In his 2001 collection of poems, Landscape with Chainsaw, James Lasdun staked his claim as a poet who finds the best words about the most difficult things: displacement, broken dreams, the fragile integrity of nature and the just-as-fragile nature of integrity. Since then, Lasdun has found an equally impressive place in the field of fiction. His latest novel demands no less acclaim than his poetry and is no less exquisite in its crafting.
Afternoon of a Faun is a sustained meditation on the #MeToo movement, shining uncompromising light into the darkest areas of our current malaise—this surreal era in which a person called to administer our nation’s highest justice can be publicly accused of having perpetrated unconscionable sexual offenses.

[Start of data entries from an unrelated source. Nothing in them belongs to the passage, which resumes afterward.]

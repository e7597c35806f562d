//! Router configuration for the dashboard.
//!
//! This module sets up all routes, middleware (CORS, compression, tracing),
//! and creates the axum router ready for serving.

use axum::{
    routing::{get, post, put},
    Router,
};
use tower_http::{
    compression::CompressionLayer,
    cors::{Any, CorsLayer},
    trace::TraceLayer,
};

use super::handlers;
use super::state::AppState;

/// Create the main application router with all routes and middleware.
pub fn create_router(state: AppState) -> Router {
    // CORS configuration - permissive for development, should be restricted in production
    let cors = CorsLayer::new()
        .allow_origin(Any)
        .allow_methods(Any)
        .allow_headers(Any);

    let api_v1 = Router::new()
        // Catalog and static map
        .route("/sites", get(handlers::list_sites))
        .route("/map", get(handlers::get_map_overlay))
        .route("/map/document", get(handlers::get_map_document))
        // Stateless recomputation
        .route("/views/{site}", get(handlers::get_view))
        // Per-viewer sessions
        .route("/sessions", post(handlers::create_session))
        .route(
            "/sessions/{session_id}",
            get(handlers::get_session).delete(handlers::close_session),
        )
        .route("/sessions/{session_id}/selection", put(handlers::change_selection));

    Router::new()
        .route("/", get(handlers::index))
        .route("/health", get(handlers::health_check))
        .nest("/v1", api_v1)
        .layer(CompressionLayer::new())
        .layer(TraceLayer::new_for_http())
        .layer(cors)
        .with_state(state)
}

#[cfg(test)]
mod tests {
    use super::*;
    use crate::services::Dashboard;

    #[test]
    fn test_router_creation() {
        let dashboard = Dashboard::sample().unwrap().into_shared();
        let state = AppState::new(dashboard);
        let _router = create_router(state);
        // If we got here, router was created successfully
    }
}
//! Error types for catalog, selection and view operations.
//!
//! Every failure in the dashboard core is local and recoverable: a rejected
//! selection leaves the previous view in place, and a bad catalog stops the
//! server before anything is rendered.

/// Result type for dashboard operations
pub type DashboardResult<T> = Result<T, DashboardError>;

/// Error type for dashboard operations
#[derive(Debug, Clone, PartialEq, thiserror::Error)]
pub enum DashboardError {
    /// A lookup referenced a site name absent from the catalog.
    #[error("Not found: no launch site named '{name}'")]
    NotFound { name: String },

    /// An attempt to select a site that is not in the catalog.
    #[error("Invalid selection: '{name}' is not a catalog site")]
    InvalidSelection { name: String },

    /// The catalog holds no sites.
    #[error("Configuration error: site catalog is empty")]
    EmptyCatalog,

    /// Two catalog entries share a name.
    #[error("Configuration error: duplicate site name '{name}'")]
    DuplicateSite { name: String },

    /// A success rate outside [0, 1] (or NaN).
    #[error("Configuration error: success rate {rate} for '{name}' is outside [0, 1]")]
    InvalidSuccessRate { name: String, rate: f64 },

    /// Latitude or longitude out of range.
    #[error("Configuration error: coordinates for '{name}' are invalid: {message}")]
    InvalidCoordinates { name: String, message: String },

    /// Configuration file or environment problem.
    #[error("Configuration error: {0}")]
    Configuration(String),
}

impl DashboardError {
    pub fn not_found(name: impl Into<String>) -> Self {
        Self::NotFound { name: name.into() }
    }

    pub fn invalid_selection(name: impl Into<String>) -> Self {
        Self::InvalidSelection { name: name.into() }
    }
}
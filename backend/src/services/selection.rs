use serde::Serialize;

use crate::catalog::SiteCatalog;
use crate::error::{DashboardError, DashboardResult};

/// The currently selected site name, always a member of the catalog it was
/// validated against.
#[derive(Debug, Clone, PartialEq, Eq, Serialize)]
#[serde(transparent)]
pub struct SelectionState {
    selected: String,
}

impl SelectionState {
    pub fn new(catalog: &SiteCatalog, initial: &str) -> DashboardResult<Self> {
        if !catalog.contains(initial) {
            return Err(DashboardError::invalid_selection(initial));
        }
        Ok(Self {
            selected: initial.to_string(),
        })
    }

    pub fn get(&self) -> &str {
        &self.selected
    }

    /// Replace the selection. Non-catalog names are rejected and the previous
    /// value is kept; there is no fallback to the first site.
    pub fn set(&mut self, catalog: &SiteCatalog, name: &str) -> DashboardResult<()> {
        if !catalog.contains(name) {
            return Err(DashboardError::invalid_selection(name));
        }
        name.clone_into(&mut self.selected);
        Ok(())
    }
}

#[cfg(test)]
mod tests {
    use super::*;

    #[test]
    fn test_new_with_catalog_name() {
        let catalog = SiteCatalog::sample();
        let state = SelectionState::new(&catalog, "Cape Canaveral").unwrap();
        assert_eq!(state.get(), "Cape Canaveral");
    }

    #[test]
    fn test_new_rejects_unknown_name() {
        let catalog = SiteCatalog::sample();
        assert_eq!(
            SelectionState::new(&catalog, "Baikonur"),
            Err(DashboardError::invalid_selection("Baikonur"))
        );
    }

    #[test]
    fn test_set_valid() {
        let catalog = SiteCatalog::sample();
        let mut state = SelectionState::new(&catalog, "Cape Canaveral").unwrap();
        state.set(&catalog, "Vandenberg Space Force Base").unwrap();
        assert_eq!(state.get(), "Vandenberg Space Force Base");
    }

    #[test]
    fn test_set_invalid_rejected_explicitly() {
        // Unknown names do not silently fall back to the first catalog row.
        let catalog = SiteCatalog::sample();
        let mut state = SelectionState::new(&catalog, "Kennedy Space Center").unwrap();
        let err = state.set(&catalog, "Nonexistent Site").unwrap_err();
        assert_eq!(err, DashboardError::invalid_selection("Nonexistent Site"));
        assert_eq!(state.get(), "Kennedy Space Center");
    }

    #[test]
    fn test_serializes_as_string() {
        let catalog = SiteCatalog::sample();
        let state = SelectionState::new(&catalog, "Cape Canaveral").unwrap();
        assert_eq!(serde_json::to_value(&state).unwrap(), "Cape Canaveral");
    }
}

It is the maddening elusiveness of facts that motivates and saturates Lasdun’s novel. Marco Rosedale, a celebrated English journalist, finds himself accused by a former colleague of sexually assaulting her decades earlier. Julia Gault intends to publish an account of the incident in her memoir. Rosedale fights back with the help of his famous father, one of the most distinguished lawyers in the United Kingdom. As layer upon hidden layer of the story unfolds, the first-person narrator (who is Marco’s closest friend) discovers his feelings about Marco and Julia (whom he also knows personally) radiating into disturbing regions of his own accountability.

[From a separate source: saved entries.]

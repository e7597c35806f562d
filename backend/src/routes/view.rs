use serde::{Deserialize, Serialize};

/// One bar of a chart series.
#[derive(Debug, Clone, PartialEq, Serialize, Deserialize)]
pub struct SeriesPoint<T> {
    pub site_name: String,
    pub value: T,
}

impl<T> SeriesPoint<T> {
    pub fn new(site_name: impl Into<String>, value: T) -> Self {
        Self {
            site_name: site_name.into(),
            value,
        }
    }
}

/// Everything that changes when the selected site changes.
///
/// Only `summary_text` depends on the selection; both series always cover the
/// whole catalog in catalog order.
#[derive(Debug, Clone, PartialEq, Serialize, Deserialize)]
pub struct DerivedView {
    pub selected: String,
    pub summary_text: String,
    pub launch_series: Vec<SeriesPoint<u32>>,
    pub success_series: Vec<SeriesPoint<f64>>,
}

impl DerivedView {
    /// "Total Launches by Site" bar chart.
    pub fn launch_figure(&self) -> BarChartFigure {
        BarChartFigure::from_series(
            &self.launch_series,
            "Launches",
            "Total Launches by Site",
            "Number of Launches",
        )
    }

    /// "Success Rate by Site (%)" bar chart.
    pub fn success_figure(&self) -> BarChartFigure {
        BarChartFigure::from_series(
            &self.success_series,
            "Success Rate",
            "Success Rate by Site (%)",
            "Success Rate (%)",
        )
    }
}

/// A single bar trace, shaped the way Plotly consumes it.
#[derive(Debug, Clone, PartialEq, Serialize, Deserialize)]
pub struct BarTrace {
    pub x: Vec<String>,
    pub y: Vec<f64>,
    #[serde(rename = "type")]
    pub trace_type: String,
    pub name: String,
}

#[derive(Debug, Clone, PartialEq, Serialize, Deserialize)]
pub struct AxisLayout {
    pub title: String,
}

#[derive(Debug, Clone, PartialEq, Serialize, Deserialize)]
pub struct ChartLayout {
    pub title: String,
    pub xaxis: AxisLayout,
    pub yaxis: AxisLayout,
}

/// Plotly-compatible figure: `{ data: [...], layout: {...} }`.
#[derive(Debug, Clone, PartialEq, Serialize, Deserialize)]
pub struct BarChartFigure {
    pub data: Vec<BarTrace>,
    pub layout: ChartLayout,
}

impl BarChartFigure {
    fn from_series<T: Copy + Into<f64>>(
        series: &[SeriesPoint<T>],
        trace_name: &str,
        title: &str,
        y_title: &str,
    ) -> Self {
        let trace = BarTrace {
            x: series.iter().map(|p| p.site_name.clone()).collect(),
            y: series.iter().map(|p| p.value.into()).collect(),
            trace_type: "bar".to_string(),
            name: trace_name.to_string(),
        };
        Self {
            data: vec![trace],
            layout: ChartLayout {
                title: title.to_string(),
                xaxis: AxisLayout {
                    title: "Launch Site".to_string(),
                },
                yaxis: AxisLayout {
                    title: y_title.to_string(),
                },
            },
        }
    }
}

/// Summary text plus both figures, as pushed to the page on selection change.
#[derive(Debug, Clone, PartialEq, Serialize, Deserialize)]
pub struct ViewUpdate {
    pub selected: String,
    pub summary_text: String,
    pub launches_figure: BarChartFigure,
    pub success_rate_figure: BarChartFigure,
}

impl From<&DerivedView> for ViewUpdate {
    fn from(view: &DerivedView) -> Self {
        Self {
            selected: view.selected.clone(),
            summary_text: view.summary_text.clone(),
            launches_figure: view.launch_figure(),
            success_rate_figure: view.success_figure(),
        }
    }
}

/// Route function name constant
pub const GET_VIEW: &str = "get_view";
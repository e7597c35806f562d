//! HTTP error handling and response types.

use axum::{
    http::StatusCode,
    response::{IntoResponse, Response},
    Json,
};
use serde::{Deserialize, Serialize};

use crate::error::DashboardError;

/// API error response body.
#[derive(Debug, Clone, Serialize, Deserialize)]
pub struct ApiError {
    /// Error code for programmatic handling
    pub code: String,
    /// Human-readable error message
    pub message: String,
    /// Optional additional details
    #[serde(skip_serializing_if = "Option::is_none")]
    pub details: Option<String>,
}

impl ApiError {
    pub fn new(code: impl Into<String>, message: impl Into<String>) -> Self {
        Self {
            code: code.into(),
            message: message.into(),
            details: None,
        }
    }

    pub fn with_details(mut self, details: impl Into<String>) -> Self {
        self.details = Some(details.into());
        self
    }
}

/// Application error type for HTTP handlers.
#[derive(Debug)]
pub enum AppError {
    /// Resource not found
    NotFound(String),
    /// Invalid request (validation error)
    BadRequest(String),
    /// Dashboard core error
    Dashboard(DashboardError),
}

impl AppError {
    pub fn session_not_found(session_id: &str) -> Self {
        AppError::NotFound(format!("Session {} not found", session_id))
    }

    fn status_and_body(self) -> (StatusCode, ApiError) {
        match self {
            AppError::NotFound(msg) => (StatusCode::NOT_FOUND, ApiError::new("NOT_FOUND", msg)),
            AppError::BadRequest(msg) => {
                (StatusCode::BAD_REQUEST, ApiError::new("BAD_REQUEST", msg))
            }
            AppError::Dashboard(e) => {
                let msg = e.to_string();
                match e {
                    DashboardError::NotFound { name } => (
                        StatusCode::NOT_FOUND,
                        ApiError::new("NOT_FOUND", msg).with_details(name),
                    ),
                    DashboardError::InvalidSelection { name } => (
                        StatusCode::BAD_REQUEST,
                        ApiError::new("INVALID_SELECTION", msg).with_details(name),
                    ),
                    _ => (
                        StatusCode::INTERNAL_SERVER_ERROR,
                        ApiError::new("CONFIGURATION_ERROR", msg),
                    ),
                }
            }
        }
    }
}

impl IntoResponse for AppError {
    fn into_response(self) -> Response {
        let (status, error) = self.status_and_body();
        if status.is_server_error() {
            tracing::error!(code = %error.code, "{}", error.message);
        } else {
            tracing::debug!(code = %error.code, "{}", error.message);
        }
        (status, Json(error)).into_response()
    }
}

impl From<DashboardError> for AppError {
    fn from(err: DashboardError) -> Self {
        AppError::Dashboard(err)
    }
}
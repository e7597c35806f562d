use crate::api::{DerivedView, SeriesPoint};
use crate::catalog::SiteCatalog;
use crate::error::DashboardResult;
use crate::models::{format_percent, SiteRecord};

/// Summary line for one site, e.g.
/// `Cape Canaveral - Launches: 50, Success Rate: 92.0%`.
pub fn summary_text(site: &SiteRecord) -> String {
    format!(
        "{} - Launches: {}, Success Rate: {}%",
        site.name,
        site.launch_count,
        format_percent(site.success_percent())
    )
}

/// Launch counts for every site, in catalog order.
pub fn launch_series(catalog: &SiteCatalog) -> Vec<SeriesPoint<u32>> {
    catalog
        .sites()
        .iter()
        .map(|s| SeriesPoint::new(s.name.clone(), s.launch_count))
        .collect()
}

/// Success percentages for every site, in catalog order.
pub fn success_series(catalog: &SiteCatalog) -> Vec<SeriesPoint<f64>> {
    catalog
        .sites()
        .iter()
        .map(|s| SeriesPoint::new(s.name.clone(), s.success_percent()))
        .collect()
}

/// Recompute the derived view for a selected site.
///
/// Pure and deterministic. Fails with `NotFound` when `selected` is not an
/// exact catalog name. Both series always cover the whole catalog; only the
/// summary depends on the selection.
pub fn compute_view(catalog: &SiteCatalog, selected: &str) -> DashboardResult<DerivedView> {
    let site = catalog.lookup(selected)?;
    log::debug!("Recomputing dashboard view for '{}'", site.name);

    Ok(DerivedView {
        selected: site.name.clone(),
        summary_text: summary_text(site),
        launch_series: launch_series(catalog),
        success_series: success_series(catalog),
    })
}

Without spoiling anything, I want to bear witness to this novel’s most unnerving aspect: the Heisenbergian principle that no one—not any of us—can stand by and observe a desperate situation without actually affecting and even abetting its outcome. In Stéphane Mallarmé’s haunting poem “Afternoon of a Faun” (the origin of Lasdun’s title) and Debussy’s great musical setting of it, an oversexed mythical creature cannot even remember whether or not he has ravished the nymphs. The elusiveness of facts turns out to be, tragically, the foundation of myth.